Chamam-lhe injustiça. Eu chamo-lhe obscenidade institucionalizada. Um insulto com carimbo da República. Enquanto ao povo pedem sacrifícios e contenção, os senhores do regime tratam-se como divindades reformadas. E ainda têm o descaramento de se dizer “ao serviço da nação”, como se votar em piloto automático e desaparecer nas comissões fosse equivalente a 40 anos de fábrica, balcão ou enxada. Comparar um deputado com a Dona Emília, que passou a vida a esfregar degraus e a criar filhos com o salário mínimo, devia ser crime de lesa-dignidade.

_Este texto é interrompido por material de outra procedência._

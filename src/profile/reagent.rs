//! Reagent entries: GHS hazard classification inputs.

use serde::{Deserialize, Serialize};

use super::wire_enum;

wire_enum! {
    /// GHS signal word from the reagent's safety data sheet.
    SignalWord, default = NotAvailable {
        Warning => "warning",
        Danger => "danger",
        NotAvailable => "notAvailable",
    }
}

wire_enum! {
    /// GHS pictogram count tier.
    GhsClass, default = Zero {
        Zero => "zero",
        One => "one",
        Two => "two",
        Three => "three",
    }
}

wire_enum! {
    /// Reagent volume band, in mL.
    ///
    /// The two middle bands accept the legacy alias spellings that one of the
    /// original form surfaces emitted.
    ReagentVolume, default = LessThanOne {
        LessThanOne => "less1",
        LessThanTen => "less10" | "between1And10",
        TenToHundred => "between10And100" | "less100",
        MoreThanHundred => "more100",
    }
}

/// One reagent used by the method. Order of entries is irrelevant to scoring.
#[derive(Debug, Clone, PartialEq, Default, Serialize, Deserialize)]
#[serde(rename_all = "camelCase", default)]
pub struct ReagentEntry {
    /// Free-text reagent/solvent name; `water` (any casing) is special-cased
    /// by the scorer when the GHS class is zero.
    pub solvent_type: String,
    pub signal_word: SignalWord,
    pub ghs_class: GhsClass,
    pub volume: ReagentVolume,
}

impl ReagentEntry {
    /// True when this entry names water, ignoring case and whitespace.
    pub fn is_water(&self) -> bool {
        self.solvent_type.trim().eq_ignore_ascii_case("water")
    }

    /// Representative entry for the `eppi template` output.
    pub fn template() -> Self {
        Self {
            solvent_type: "water".to_string(),
            signal_word: SignalWord::NotAvailable,
            ghs_class: GhsClass::Zero,
            volume: ReagentVolume::LessThanOne,
        }
    }
}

O mais tragicómico é que, em muitos casos, a reforma parlamentar é só o início da colheita. Depois vêm os cargos em empresas públicas, as assessorias vitalícias, as presidências de organismos com nomes que nem os próprios titulares sabem pronunciar. Um autêntico festival de tachos, todos bem temperados com dinheiro público. E o cidadão comum, que paga a conta deste banquete? Fica com as migalhas, as filas intermináveis, as consultas marcadas para daqui a dois anos e a conta da farmácia a rebentar pelas costuras.

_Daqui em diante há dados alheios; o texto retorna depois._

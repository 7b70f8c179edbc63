// Export modules for library usage
pub mod cli;
pub mod commands;
pub mod config;
pub mod errors;
pub mod io;
pub mod profile;
pub mod scoring;

// Re-export commonly used types
pub use crate::config::{IndexWeights, ScoreConfig, ScoringMode};
pub use crate::errors::ScoreError;
pub use crate::profile::{
    InstrumentationProfile, MethodProfile, PracticalityProfile, ReagentEntry, SamplePrepProfile,
    WasteProfile,
};
pub use crate::scoring::bands::{
    classify_ei_gauge, classify_ei_report, classify_ppi, classify_total_gauge,
    classify_total_report, EiBand, PpiBand, TotalBand,
};
pub use crate::scoring::pipeline::{score_method, score_method_detailed, ScoreBreakdown};
pub use crate::scoring::reagent::score_reagent_entry;
pub use crate::scoring::{InstrumentationBonuses, ScoreResult};

pub use crate::io::output::{create_writer, OutputFormat, ScoreWriter};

E não, a culpa não é só dos políticos. É também de quem se habituou à indignação de sofá. O povo tornou-se mestre na arte de revoltar-se ao domingo e resignar-se à segunda. Entre a novela da noite e o jogo da Liga, lá se aceita mais uma vergonha, mais uma notícia sobre reformas milionárias como se fosse o tempo — chove sempre para os mesmos.

Temos um país onde quem trabalha é castigado e quem legisla sobre o trabalho é premiado. Onde quem levanta o país vive mal e quem o afunda vive melhor do que nunca. E se alguém ousa reclamar, recebe logo a etiqueta: populista, invejoso, demagogo ou, pior, ingénuo. Porque neste país, pedir justiça social é quase um acto subversivo.

Sim, o 25 de Abril trouxe liberdade. Mas também nos deu uma nova elite — mais polida, mais bem vestida, mas igualmente voraz. Já não usam botas nem bastões. Agora usam gravatas de seda, assinam pareceres e vivem num mundo onde os problemas do povo são lidos em relatórios que nunca cheiram à rua. Chamam-se democratas, mas vivem como aristocratas.

A liberdade merece celebração. Mas a dignidade exige luta. Porque não há cravo que disfarce o cheiro a mofo que emana deste sistema apodrecido. Um sistema onde o mérito pouco importa e a esperteza compensa sempre. Onde o maior sonho de um jovem já não é trabalhar e contribuir, mas encontrar uma forma de escapar — do país ou do sistema fiscal. De preferência, os dois.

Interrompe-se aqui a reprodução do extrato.